Q: Why can’t solar power my kettle?
A: It can. The issue is not so much one of running an electric kettle on solar power, but of how much capacity you have and when you run the kettle.
The typical solar installation in South Africa comes with a battery that, again typically, has a 5kW capacity. The typical appliance in South Africa requires 1Kw, while anything that is designed to generate heat will have a much higher demand. As a result, you can run typical appliances on what are known as portable power stations, that offer between 1 and 2kw power, but not a hair-dryer (around 1,8kw), kettle (1.5-2kw) or an oven (up to 5kw). Bear in mind, again, that word “typical”. Your appliances may differ, your needs may differ. And there’s nothing wrong with being “typical” in this context.

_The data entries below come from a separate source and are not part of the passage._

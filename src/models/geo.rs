use chrono::{DateTime, Utc};
use serde::{Deserialize, Serialize};

use crate::models::Status;

#[derive(Debug, Clone, sqlx::FromRow, Serialize, Deserialize)]
pub struct Country {
    pub id: i64,
    pub name: String,
    #[sqlx(rename = "is_active")]
    pub status: Status,
}

#[derive(Debug, Clone, sqlx::FromRow, Serialize, Deserialize)]
pub struct State {
    pub id: i64,
    pub country_id: i64,
    pub name: String,
    #[sqlx(rename = "is_active")]
    pub status: Status,
}

#[derive(Debug, Clone, sqlx::FromRow, Serialize, Deserialize)]
pub struct City {
    pub id: i64,
    pub state_id: i64,
    pub name: String,
    #[sqlx(rename = "is_active")]
    pub status: Status,
    pub updatedby_userid: Option<i64>,
    pub created_at: DateTime<Utc>,
    pub updated_at: DateTime<Utc>,
}

/// Listing projection joining up the geographic hierarchy for display.
#[derive(Debug, Clone, sqlx::FromRow, Serialize)]
pub struct CityRow {
    pub id: i64,
    pub name: String,
    pub state_name: String,
    pub country_name: String,
}
#[tokio::test]
async fn mass_destroy_marks_rows_removed_and_returns_no_content() {
    let app = spawn_app().await;
    let (admin, token) = app.bootstrap_admin().await;
    let a = app.seed_user("Judy", "judy", None, None).await;
    let b = app.seed_user("Ken", "ken", None, None).await;
    let untouched = app.seed_user("Liam", "liam", None, None).await;

    let resp = app
        .delete_json("/api/v1/users", &token, &json!({ "ids": [a.id, b.id] }))
        .await;
    assert_eq!(resp.status(), StatusCode::NO_CONTENT);
    assert!(resp.text().await.unwrap().is_empty());

    for id in [a.id, b.id] {
        let user = db::users::find_by_id(&app.pool, id).await.unwrap().unwrap();
        assert_eq!(user.status, Status::Removed);
        assert_eq!(user.updatedby_userid, Some(admin.id));
    }
    let user = db::users::find_by_id(&app.pool, untouched.id)
        .await
        .unwrap()
        .unwrap();
    assert_eq!(user.status, Status::Active);

    cleanup(app).await;
}

#[tokio::test]
async fn mass_destroy_rejects_an_empty_id_list() {
    let app = spawn_app().await;
    let (_, token) = app.bootstrap_admin().await;

    let resp = app
        .delete_json("/api/v1/users", &token, &json!({ "ids": [] }))
        .await;
    assert_eq!(resp.status(), StatusCode::BAD_REQUEST);

    cleanup(app).await;
}

#[tokio::test]
async fn show_page_renders_the_user_details() {
    let app = spawn_app().await;
    let (_, token) = app.bootstrap_admin().await;
    let org = db::orgs::create(&app.pool, "Acme").await.unwrap();
    let user = app.seed_user("Mallory", "mallory", Some(org.id), None).await;

    let resp = app
        .get_auth(&format!("/admin/users/{}", user.id), &token)
        .await;
    assert_eq!(resp.status(), StatusCode::OK);
    let body = resp.text().await.unwrap();
    assert!(body.contains("Mallory"));
    assert!(body.contains("Acme"));

    let resp = app.get_auth("/admin/users/999999", &token).await;
    assert_eq!(resp.status(), StatusCode::NOT_FOUND);

    cleanup(app).await;
}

A fairly basic set of 8 solar panels should produce between 2kw and 4kw of power in the middle of the day, depending on the panels, and will readily fill a 5kw battery, meaning you have enough power during the day and enough capacity in the battery at night to run that hair-dryer or kettle, but not enough for a long session at the oven. In other words, solar power can directly power the kettle while the sun is shining, and the battery can do it at night.

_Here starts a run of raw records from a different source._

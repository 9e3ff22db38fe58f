use axum::http::StatusCode;
use axum::response::{IntoResponse, Response};
use serde::Serialize;
use serde_json::json;

#[derive(Debug, Clone, Serialize)]
pub struct FieldError {
    pub field: &'static str,
    pub message: String,
}

#[derive(Debug)]
pub enum AppError {
    NotFound(String),
    Unauthorized(String),
    Forbidden(String),
    BadRequest(String),
    Conflict(String),
    Validation(Vec<FieldError>),
    Internal(String),
    Database(sqlx::Error),
}

impl std::fmt::Display for AppError {
    fn fmt(&self, f: &mut std::fmt::Formatter<'_>) -> std::fmt::Result {
        match self {
            AppError::NotFound(msg) => write!(f, "Not Found: {msg}"),
            AppError::Unauthorized(msg) => write!(f, "Unauthorized: {msg}"),
            AppError::Forbidden(msg) => write!(f, "Forbidden: {msg}"),
            AppError::BadRequest(msg) => write!(f, "Bad Request: {msg}"),
            AppError::Conflict(msg) => write!(f, "Conflict: {msg}"),
            AppError::Validation(errors) => write!(f, "Validation failed ({} fields)", errors.len()),
            AppError::Internal(msg) => write!(f, "Internal Error: {msg}"),
            AppError::Database(err) => write!(f, "Database Error: {err}"),
        }
    }
}

impl IntoResponse for AppError {
    fn into_response(self) -> Response {
        let (status, body) = match &self {
            AppError::NotFound(msg) => (StatusCode::NOT_FOUND, json!({ "error": msg })),
            AppError::Unauthorized(msg) => (StatusCode::UNAUTHORIZED, json!({ "error": msg })),
            AppError::Forbidden(msg) => (StatusCode::FORBIDDEN, json!({ "error": msg })),
            AppError::BadRequest(msg) => (StatusCode::BAD_REQUEST, json!({ "error": msg })),
            AppError::Conflict(msg) => (StatusCode::CONFLICT, json!({ "error": msg })),
            AppError::Validation(errors) => (
                StatusCode::UNPROCESSABLE_ENTITY,
                json!({ "errors": errors }),
            ),
            AppError::Internal(msg) => {
                tracing::error!("Internal error: {msg}");
                (
                    StatusCode::INTERNAL_SERVER_ERROR,
                    json!({ "error": "Internal server error" }),
                )
            }
            AppError::Database(err) => {
                tracing::error!("Database error: {err}");
                (
                    StatusCode::INTERNAL_SERVER_ERROR,
                    json!({ "error": "Internal server error" }),
                )
            }
        };

        (status, axum::Json(body)).into_response()
    }
}

impl From<sqlx::Error> for AppError {
    fn from(err: sqlx::Error) -> Self {
        AppError::Database(err)
    }
}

The reality is that, while it is power-hungry, a kettle doesn’t run for long. On the other hand, the rated power of a solar panel does not give you its exact output, as that depends on perfect conditions. So, if you think you have just enough capacity for just the right wattage of kettle, you’re probably wrong. You will need significant leeway, and for that reason people are often advised to avoid any form of heating up via electricity from solar. If you’ve gone large, though, on both panels and batteries, keep boiling away.